An open science resource for establishing reliability and reproducibility in functional connectomics.
Zuo X-N., Anderson JS., Bellec P., Birn RM., Biswal BB., Blautzik J., Breitner JCS., Buckner RL., Calhoun VD., Castellanos FX., Chen A., Chen B., Chen J., Chen X., Colcombe SJ., Courtney W., Craddock RC., Di Martino A., Dong H-M., Fu X., Gong Q., Gorgolewski KJ., Han Y., He Y., He Y., Ho E., Holmes A., Hou X-H., Huckins J., Jiang T., Jiang Y., Kelley W., Kelly C., King M., LaConte SM., Lainhart JE., Lei X., Li H-J., Li K., Li K., Lin Q., Liu D., Liu J., Liu X., Liu Y., Lu G., Lu J., Luna B., Luo J., Lurie D., Mao Y., Margulies DS., Mayer AR., Meindl T., Meyerand ME., Nan W., Nielsen JA., O'Connor D., Paulsen D., Prabhakaran V., Qi Z., Qiu J., Shao C., Shehzad Z., Tang W., Villringer A., Wang H., Wang K., Wei D., Wei G-X., Weng X-C., Wu X., Xu T., Yang N., Yang Z., Zang Y-F., Zhang L., Zhang Q., Zhang Z., Zhang Z., Zhao K., Zhen Z., Zhou Y., Zhu X-T., Milham MP.
Efforts to identify meaningful functional imaging-based biomarkers are limited by the ability to reliably characterize inter-individual differences in human brain function.

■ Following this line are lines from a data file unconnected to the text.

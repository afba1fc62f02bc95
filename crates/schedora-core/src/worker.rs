//! The worker domain type: an executor instance registered with the engine.

use chrono::{DateTime, Utc};
use serde::{Deserialize, Serialize};
use serde_json::Value;

#[derive(Debug, Clone, Copy, PartialEq, Eq, Hash, Serialize, Deserialize)]
#[serde(rename_all = "SCREAMING_SNAKE_CASE")]
pub enum WorkerStatus {
    Starting,
    Active,
    Stale,
    Stopping,
    Stopped,
}

impl WorkerStatus {
    pub fn as_str(&self) -> &'static str {
        match self {
            WorkerStatus::Starting => "STARTING",
            WorkerStatus::Active => "ACTIVE",
            WorkerStatus::Stale => "STALE",
            WorkerStatus::Stopping => "STOPPING",
            WorkerStatus::Stopped => "STOPPED",
        }
    }

    pub fn from_str(s: &str) -> Option<Self> {
        Some(match s {
            "STARTING" => WorkerStatus::Starting,
            "ACTIVE" => WorkerStatus::Active,
            "STALE" => WorkerStatus::Stale,
            "STOPPING" => WorkerStatus::Stopping,
            "STOPPED" => WorkerStatus::Stopped,
            _ => return None,
        })
    }
}

/// A point-in-time CPU/memory sample taken at heartbeat time. Optional —
/// recovered from the original Python worker model, which persists these
/// alongside `last_heartbeat_at`.
#[derive(Debug, Clone, Copy, Serialize, Deserialize)]
pub struct ResourceSample {
    pub cpu_percent: Option<f64>,
    pub memory_mb: Option<f64>,
}

#[derive(Debug, Clone, Serialize, Deserialize)]
pub struct Worker {
    pub worker_id: String,
    pub hostname: String,
    pub pid: i32,
    pub version: String,

    pub max_concurrent_jobs: i32,
    pub current_job_count: i32,

    pub jobs_processed: i64,
    pub jobs_succeeded: i64,
    pub jobs_failed: i64,

    pub cpu_percent: Option<f64>,
    pub memory_mb: Option<f64>,

    pub capabilities: Option<Value>,
    pub metadata: Option<Value>,

    pub status: WorkerStatus,

    pub started_at: Option<DateTime<Utc>>,
    pub stopped_at: Option<DateTime<Utc>>,
    pub last_heartbeat_at: Option<DateTime<Utc>>,
}

impl Worker {
    pub fn has_capacity(&self) -> bool {
        self.current_job_count < self.max_concurrent_jobs
    }
}

#[derive(Debug, Clone, Deserialize)]
pub struct NewWorker {
    pub worker_id: String,
    pub hostname: String,
    pub pid: i32,
    pub max_concurrent_jobs: i32,
    pub version: String,
    pub capabilities: Option<Value>,
    pub metadata: Option<Value>,
}

impl NewWorker {
    pub fn validate(&self) -> std::result::Result<(), String> {
        if self.max_concurrent_jobs <= 0 {
            return Err("max_concurrent_jobs must be > 0".to_string());
        }
        if self.worker_id.trim().is_empty() {
            return Err("worker_id must not be empty".to_string());
        }
        Ok(())
    }
}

Although a growing number of connectomics-based measures are reported to have moderate to high test-retest reliability, the variability in data acquisition, experimental designs, and analytic methods precludes the ability to generalize results. The Consortium for Reliability and Reproducibility (CoRR) is working to address this challenge and establish test-retest reliability as a minimum standard for methods development in functional connectomics. Specifically, CoRR has aggregated 1,629 typical individuals' resting state fMRI (rfMRI) data (5,093 rfMRI scans) from 18 international sites, and is openly sharing them via the International Data-sharing Neuroimaging Initiative (INDI). To allow researchers to generate various estimates of reliability and reproducibility, a variety of data acquisition procedures and experimental designs are included. Similarly, to enable users to assess the impact of commonly encountered artifacts (for example, motion) on characterizations of inter-individual variation, datasets of varying quality are included.